On-line version ISSN 1678-3921

Pesq. agropec. bras. vol.43 no.9 Brasília Sept. 2008

http://dx.doi.org/10.1590/S0100-204X2008000900012 

MICROBIOLOGY

 

Genetic characterization and nitrogen fixation capacity of Rhizobium strains on common bean

 

Caracterização genética e capacidade de fixação de nitrogênio de estirpes de Rhizobium em feijoeiro

 

 

Tehuni Orlando GonzálezI; João Carlos CampanharoII; Eliana Gertrudes de Macedo LemosII

IUniversidad Central de Venezuela, Facultad de Agronomía, Vía El Limón, Código Postal 2101, Maracay, Estado Aragua, Venezuela. E-mail: tehuni@cantv.net
IIUniversidade Estadual Paulista, Faculdade de Ciências Agrárias e Veterinárias, Departamento de Tecnologia, Via de Acesso Prof. Dr. Paulo Donato Castellane, s/nº, CEP 14884-900 Jaboticabal, SP, Brazil. E-mail: jccamp@fcav.unesp.br, egerle@fcav.unesp.br

 

 


ABSTRACT

This study aimed to genetically characterize four new Rhizobium strains, and to evaluate their nodulation and fixation capacity compared to commercial strains and to native rhizobia population of a Brazilian Rhodic Hapludox. Two experiments were carried out in randomized blocks design, under greenhouse conditions, in 2007. In the first experiment, the nodulation and nitrogen fixation capacity of new strains were evaluated, in comparison to the commercial strains CIAT-899 and PRF-81 and to native soil population. It was carried out in plastic tubes filled with vermiculite. DNA extractions and PCR sequencing of the intergenic space were made from the isolated pure colonies, in order to genetically characterize the strains and the native rhizobia population. In the second experiment, the nodulation and productivity of common beans Perola cultivar were determined, with the use of evaluated strains, alone or in mixture with PRF-81 strain. It was carried out in pots filled with soil. The native soil population was identified as Rhizobium sp. and was inefficient in nitrogen fixation. Three different Rhizobium species were found among the four new strains. The LBMP-4BR and LBMP-12BR new strains are among the ones with greatest nodulation and fixation capacity and exhibit differential responses when mixed to PRF-81.
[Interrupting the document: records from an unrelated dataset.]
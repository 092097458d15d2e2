//! Lock-step comparison of two directory trees
//!
//! The comparator classifies every entry it meets into the report's
//! `added`, `removed`, `matched`, `mismatched` and `errors` lists. It knows
//! nothing about moves; see [`crate::MoveDetector`] for that.

use std::collections::BTreeSet;
use std::ffi::OsString;
use std::fs::{self, File, Metadata};
use std::io::{self, Read};
use std::path::Path;
use std::time::Instant;

use mirror_fs::{NormalizedPath, RelativePath};
use tracing::{debug, info};

use crate::error::ensure_root;
use crate::{CompareMode, Report, Result, ScanOptions};

const CHUNK_SIZE: usize = 8 * 1024;

/// Recursive two-tree comparator
#[derive(Debug, Clone, Default)]
pub struct TreeComparator {
    options: ScanOptions,
}

impl TreeComparator {
    pub fn new(options: ScanOptions) -> Self {
        Self { options }
    }

    pub fn options(&self) -> &ScanOptions {
        &self.options
    }

    /// Compare `source` against `target` and return the classified report.
    ///
    /// Within each level, names are visited in sorted order; the entries of
    /// common subdirectories follow the level's own entries, one subdirectory
    /// at a time in sorted order. The `moved` list is left empty.
    ///
    /// # Errors
    ///
    /// Returns [`crate::Error::RootNotFound`] or
    /// [`crate::Error::RootNotDirectory`] if either root is unusable, and an
    /// I/O error if a root cannot be listed. Failures below the roots are
    /// recorded in the report's `errors` list instead, as are names that
    /// are not valid UTF-8.
    pub fn compare(&self, source: &NormalizedPath, target: &NormalizedPath) -> Result<Report> {
        let left = source.to_native();
        let right = target.to_native();
        ensure_root(&left)?;
        ensure_root(&right)?;

        info!(%source, %target, mode = %self.options.mode, "Comparing trees");
        let started = Instant::now();

        let left_entries = list_entries(&left, &self.options.ignore)
            .map_err(|e| mirror_fs::Error::io(&left, e))?;
        let right_entries = list_entries(&right, &self.options.ignore)
            .map_err(|e| mirror_fs::Error::io(&right, e))?;

        let mut report = Report::new(source.clone(), target.clone());
        self.compare_level(
            &left,
            &right,
            &RelativePath::root(),
            &left_entries,
            &right_entries,
            &mut report,
        );

        debug!(
            elapsed_ms = started.elapsed().as_millis() as u64,
            "Comparison finished"
        );
        Ok(report)
    }

    fn compare_level(
        &self,
        left: &Path,
        right: &Path,
        prefix: &RelativePath,
        left_entries: &Entries,
        right_entries: &Entries,
        report: &mut Report,
    ) {
        // Undecodable names cannot be addressed by a relative path; each is
        // reported once so that two of them never fold into one entry
        for raw in left_entries.opaque.union(&right_entries.opaque) {
            let rel = prefix.child(&raw.to_string_lossy());
            debug!("Name under {} is not valid UTF-8: {:?}", left.display(), raw);
            report.errors.push(rel);
        }

        let left_names = &left_entries.names;
        let right_names = &right_entries.names;
        let mut common_dirs = Vec::new();

        for name in left_names.union(right_names) {
            let rel = prefix.child(name);
            match (left_names.contains(name), right_names.contains(name)) {
                (true, false) => report.added.push(rel),
                (false, true) => report.removed.push(rel),
                _ => {
                    let left_path = left.join(name);
                    let right_path = right.join(name);
                    let (left_meta, right_meta) =
                        match (fs::metadata(&left_path), fs::metadata(&right_path)) {
                            (Ok(l), Ok(r)) => (l, r),
                            (Err(e), _) | (_, Err(e)) => {
                                debug!("Cannot stat {}: {}", rel, e);
                                report.errors.push(rel);
                                continue;
                            }
                        };

                    if left_meta.is_dir() && right_meta.is_dir() {
                        common_dirs.push(name.as_str());
                    } else if left_meta.is_file() && right_meta.is_file() {
                        match self.files_equal(&left_path, &right_path, &left_meta, &right_meta) {
                            Ok(true) => report.matched.push(rel),
                            Ok(false) => report.mismatched.push(rel),
                            Err(e) => {
                                debug!("Cannot compare {}: {}", rel, e);
                                report.errors.push(rel);
                            }
                        }
                    } else if is_regular(&left_meta) && is_regular(&right_meta) {
                        // File on one side, directory on the other
                        report.added.push(rel.clone());
                        report.removed.push(rel);
                    } else {
                        report.errors.push(rel);
                    }
                }
            }
        }

        for name in common_dirs {
            let rel = prefix.child(name);
            let left_dir = left.join(name);
            let right_dir = right.join(name);
            debug!("Checking subfolder {}", rel);

            let listed = list_entries(&left_dir, &self.options.ignore)
                .and_then(|l| list_entries(&right_dir, &self.options.ignore).map(|r| (l, r)));
            match listed {
                Ok((sub_left, sub_right)) => {
                    self.compare_level(&left_dir, &right_dir, &rel, &sub_left, &sub_right, report)
                }
                Err(e) => {
                    debug!("Cannot list {}: {}", rel, e);
                    report.errors.push(rel);
                }
            }
        }
    }

    fn files_equal(
        &self,
        left: &Path,
        right: &Path,
        left_meta: &Metadata,
        right_meta: &Metadata,
    ) -> io::Result<bool> {
        match self.options.mode {
            CompareMode::Shallow => Ok(left_meta.len() == right_meta.len()
                && left_meta.modified()? == right_meta.modified()?),
            CompareMode::Deep => deep_equal(left, right),
        }
    }
}

fn is_regular(meta: &Metadata) -> bool {
    meta.is_file() || meta.is_dir()
}

/// Children of one directory, sorted
#[derive(Debug, Default)]
pub(crate) struct Entries {
    pub(crate) names: BTreeSet<String>,
    /// Names that are not valid UTF-8
    pub(crate) opaque: BTreeSet<OsString>,
}

/// Names directly under `dir`, minus ignored names.
pub(crate) fn list_entries(dir: &Path, ignore: &[String]) -> io::Result<Entries> {
    let mut entries = Entries::default();
    for entry in fs::read_dir(dir)? {
        match entry?.file_name().into_string() {
            Ok(name) => {
                if !ignore.iter().any(|ignored| *ignored == name) {
                    entries.names.insert(name);
                }
            }
            Err(raw) => {
                entries.opaque.insert(raw);
            }
        }
    }
    Ok(entries)
}

/// Byte-for-byte equality of two files.
pub fn deep_equal(left: &Path, right: &Path) -> io::Result<bool> {
    if fs::metadata(left)?.len() != fs::metadata(right)?.len() {
        return Ok(false);
    }

    let mut left_file = File::open(left)?;
    let mut right_file = File::open(right)?;
    let mut left_buf = [0u8; CHUNK_SIZE];
    let mut right_buf = [0u8; CHUNK_SIZE];

    loop {
        let left_len = read_chunk(&mut left_file, &mut left_buf)?;
        let right_len = read_chunk(&mut right_file, &mut right_buf)?;
        if left_buf[..left_len] != right_buf[..right_len] {
            return Ok(false);
        }
        if left_len == 0 {
            return Ok(true);
        }
    }
}

/// Fill `buf` as far as the reader allows; a short count means end of file.
fn read_chunk(reader: &mut impl Read, buf: &mut [u8]) -> io::Result<usize> {
    let mut filled = 0;
    while filled < buf.len() {
        match reader.read(&mut buf[filled..]) {
            Ok(0) => break,
            Ok(n) => filled += n,
            Err(e) if e.kind() == io::ErrorKind::Interrupted => continue,
            Err(e) => return Err(e),
        }
    }
    Ok(filled)
}

#[cfg(test)]
mod tests {
    use super::*;
    use mirror_test_utils::TreePair;
    use pretty_assertions::assert_eq;

    fn strings(paths: &[RelativePath]) -> Vec<&str> {
        paths.iter().map(|p| p.as_str()).collect()
    }

    fn compare(pair: &TreePair, options: ScanOptions) -> Report {
        TreeComparator::new(options)
            .compare(
                &NormalizedPath::new(pair.source()),
                &NormalizedPath::new(pair.target()),
            )
            .unwrap()
    }

    #[test]
    fn deep_equal_detects_same_size_difference() {
        let pair = TreePair::new();
        pair.write_source("a.txt", "abcd");
        pair.write_target("a.txt", "abce");

        assert!(!deep_equal(&pair.source().join("a.txt"), &pair.target().join("a.txt")).unwrap());
    }

    #[test]
    fn deep_equal_on_identical_content() {
        let pair = TreePair::new();
        let big = "x".repeat(CHUNK_SIZE * 3 + 17);
        pair.write_source("big.bin", &big);
        pair.write_target("big.bin", &big);

        assert!(deep_equal(&pair.source().join("big.bin"), &pair.target().join("big.bin")).unwrap());
    }

    #[test]
    fn shallow_mode_trusts_metadata() {
        let pair = TreePair::new();
        pair.write_source("a.txt", "abcd");
        pair.write_target("a.txt", "abce");

        let shallow = compare(&pair, ScanOptions::default());
        assert_eq!(strings(&shallow.matched), ["a.txt"]);

        let deep = compare(&pair, ScanOptions::default().with_mode(CompareMode::Deep));
        assert_eq!(strings(&deep.mismatched), ["a.txt"]);
    }

    #[test]
    fn kind_conflict_is_added_and_removed() {
        let pair = TreePair::new();
        pair.write_source("thing", "file here");
        pair.mkdir_target("thing");

        let report = compare(&pair, ScanOptions::default());

        assert_eq!(strings(&report.added), ["thing"]);
        assert_eq!(strings(&report.removed), ["thing"]);
        assert!(report.matched.is_empty());
        assert!(report.errors.is_empty());
    }

    #[test]
    fn ignored_names_are_skipped_on_both_sides() {
        let pair = TreePair::new();
        pair.write_source(".git/HEAD", "ref: refs/heads/main");
        pair.write_target("__pycache__/mod.pyc", "bytecode");
        pair.write_both("keep.txt", "kept");

        let report = compare(&pair, ScanOptions::default());
        assert!(report.added.is_empty());
        assert!(report.removed.is_empty());
        assert_eq!(strings(&report.matched), ["keep.txt"]);

        let report = compare(&pair, ScanOptions::default().with_ignore(Vec::<String>::new()));
        assert_eq!(strings(&report.added), [".git"]);
        assert_eq!(strings(&report.removed), ["__pycache__"]);
    }

    #[cfg(unix)]
    #[test]
    fn broken_symlink_on_both_sides_is_an_error() {
        let pair = TreePair::new();
        std::os::unix::fs::symlink("/nonexistent/a", pair.source().join("link")).unwrap();
        std::os::unix::fs::symlink("/nonexistent/b", pair.target().join("link")).unwrap();

        let report = compare(&pair, ScanOptions::default());
        assert_eq!(strings(&report.errors), ["link"]);
    }
}
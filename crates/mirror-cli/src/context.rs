//! Per-invocation context
//!
//! Resolves the state directory, loads settings and turns the optional
//! root arguments into an absolute source/target pair, falling back to the
//! pair remembered from the last scan.

use std::path::{Path, PathBuf};

use mirror_core::{ActionExecutor, ReconciliationManager};
use mirror_fs::NormalizedPath;

use crate::error::{CliError, Result};
use crate::settings::Settings;
use crate::state::LastRoots;

const STATE_DIR_NAME: &str = "mirror";
const CONFIG_FILE: &str = "config.toml";
const ROOTS_FILE: &str = "last_roots.txt";

#[derive(Debug)]
pub struct Context {
    pub state_dir: PathBuf,
    pub config_path: PathBuf,
    pub settings: Settings,
    pub last_roots: LastRoots,
}

impl Context {
    /// Build the context from the global CLI options.
    pub fn load(state_dir: Option<PathBuf>, config: Option<PathBuf>) -> Result<Self> {
        let state_dir = match state_dir {
            Some(dir) => dir,
            None => dirs::config_dir()
                .map(|dir| dir.join(STATE_DIR_NAME))
                .ok_or_else(|| CliError::user("could not determine a configuration directory"))?,
        };
        let config_path = config.unwrap_or_else(|| state_dir.join(CONFIG_FILE));
        tracing::debug!(
            state_dir = %state_dir.display(),
            config = %config_path.display(),
            "Loading settings"
        );
        let settings = Settings::load(&config_path)?;
        let last_roots = LastRoots::new(state_dir.join(ROOTS_FILE));

        Ok(Self {
            state_dir,
            config_path,
            settings,
            last_roots,
        })
    }

    /// Resolve the roots for a command.
    ///
    /// Both or neither must be given. Given roots are canonicalized, so
    /// they must exist; with neither, the remembered pair is used.
    pub fn resolve_roots(
        &self,
        source: Option<&Path>,
        target: Option<&Path>,
    ) -> Result<(PathBuf, PathBuf)> {
        match (source, target) {
            (Some(source), Some(target)) => Ok((
                NormalizedPath::canonical(source)?.to_native(),
                NormalizedPath::canonical(target)?.to_native(),
            )),
            (Some(_), None) | (None, Some(_)) => Err(CliError::user(
                "give both a source and a target, or neither to reuse the last pair",
            )),
            (None, None) => self.last_roots.load()?.ok_or_else(|| {
                CliError::user("no roots given and none remembered; run `mirror scan SOURCE TARGET`")
            }),
        }
    }

    /// A manager wired to the configured trash and session log.
    pub fn manager(&self, deep: bool) -> Result<ReconciliationManager> {
        let executor = ActionExecutor::new(self.settings.trash_store());
        Ok(ReconciliationManager::new(executor, self.settings.scan_options(deep))
            .with_log(self.settings.session_log()?))
    }

    pub fn remember(&self, source: &Path, target: &Path) -> Result<()> {
        self.last_roots.save(source, target)
    }
}
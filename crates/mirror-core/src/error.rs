//! Error types for mirror-core

use std::path::PathBuf;

/// Result type for mirror-core operations
pub type Result<T> = std::result::Result<T, Error>;

/// Errors that can occur in mirror-core operations
///
/// Per-entry problems never show up here: comparison failures land in the
/// report's `errors` list and action failures are returned as failed items.
#[derive(Debug, thiserror::Error)]
pub enum Error {
    /// A scan or action root does not exist
    #[error("Root directory not found: {path}")]
    RootNotFound { path: PathBuf },

    /// A scan or action root exists but is not a directory
    #[error("Root is not a directory: {path}")]
    RootNotDirectory { path: PathBuf },

    /// A reconcile operation was requested without a current report
    #[error("No current report; run a scan first")]
    NotScanned,

    /// Filesystem error from mirror-fs
    #[error(transparent)]
    Fs(#[from] mirror_fs::Error),

    /// Standard I/O error
    #[error(transparent)]
    Io(#[from] std::io::Error),

    /// JSON serialization error
    #[error(transparent)]
    Json(#[from] serde_json::Error),
}

impl Error {
    pub(crate) fn root_not_found(path: impl Into<PathBuf>) -> Self {
        Self::RootNotFound { path: path.into() }
    }

    pub(crate) fn root_not_directory(path: impl Into<PathBuf>) -> Self {
        Self::RootNotDirectory { path: path.into() }
    }
}

/// Fail unless `root` is an existing directory.
pub(crate) fn ensure_root(root: &std::path::Path) -> Result<()> {
    match std::fs::metadata(root) {
        Ok(meta) if meta.is_dir() => Ok(()),
        Ok(_) => Err(Error::root_not_directory(root)),
        Err(e) if e.kind() == std::io::ErrorKind::NotFound => Err(Error::root_not_found(root)),
        Err(e) => Err(mirror_fs::Error::io(root, e).into()),
    }
}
Index terms: Phaseolus vulgaris, biological nitrogen fixation, intergenic space, phylogeny, sequencing, soil rhizobia population.


RESUMO

O objetivo deste trabalho foi a caracterização genética de quatro novas estirpes de Rhizobium e a avaliação de sua capacidade de fixação de N2 e nodulação, comparadas a estirpes comerciais e à população nativa de rizóbios de um Latossolo Vermelho. Dois experimentos foram conduzidos em blocos ao acaso, em casa de vegetação. No primeiro experimento, conduzido em tubetes com vermiculita, avaliaram-se a nodulação e a capacidade de fixação das novas estirpes, em comparação com as estirpes comerciais CIAT-899 e PRF-81 e com a população nativa do solo. Das colônias puras isoladas, extraiu-se o DNA genômico e realizou-se o seqüenciamento do espaço intergênico, para a caracterização genética das estirpes e da população nativa de rizóbios. O segundo experimento foi realizado em vasos com solo, para determinação da produtividade e da nodulação do feijoeiro, cultivar Pérola, com o uso das estirpes isoladamente ou em mistura com a PRF-81. A população nativa do solo foi identificada como Rhizobium sp. e se mostrou ineficiente na fixação de nitrogênio. Foram encontradas três espécies de Rhizobium entre as quatro novas estirpes. As estirpes LBMP-4BR e LBMP-12BR estão entre as que têm maior capacidade de nodulação e fixação de N2, e apresentam respostas diferenciadas quando misturadas à PRF-81.

Termos para indexação: Phaseolus vulgaris, fixação biológica de nitrogênio, espaço intergênico, filogenia, seqüenciamento, população nativa de rizóbios.


 

 

Introduction

Biological nitrogen fixation is a worldwide economical and sustainable alternative for nitrogen supply to legume crops. It may reduce the expenses with chemical nitrogen fertilizers, as well as eliminating the negative impact of them on the environment (Straliotto et al., 2002).

To take advantage of common bean (Phaseolus vulgaris L.) nitrogen biofertilizer, several studies have sought to identify efficient and competitive strains of rhizobia to cope the nitrogen requirements of this important crop. Unfortunately, biological nitrogen fixation in common bean field crops has exhibited unstable behavior (Mostasso et al., 2002; Hafeez et al., 2005; Soares et al., 2006).

Several approaches have been used to obtain new rhizobia strains which exhibit better biological nitrogen fixation responses on common bean. Typically, these strains are evaluated individually (Hungria et al., 2003; Soares et al., 2006) or in mixture with other strains (Hassan et al., 2004; Hafeez et al., 2005; Raposeiras et al., 2006).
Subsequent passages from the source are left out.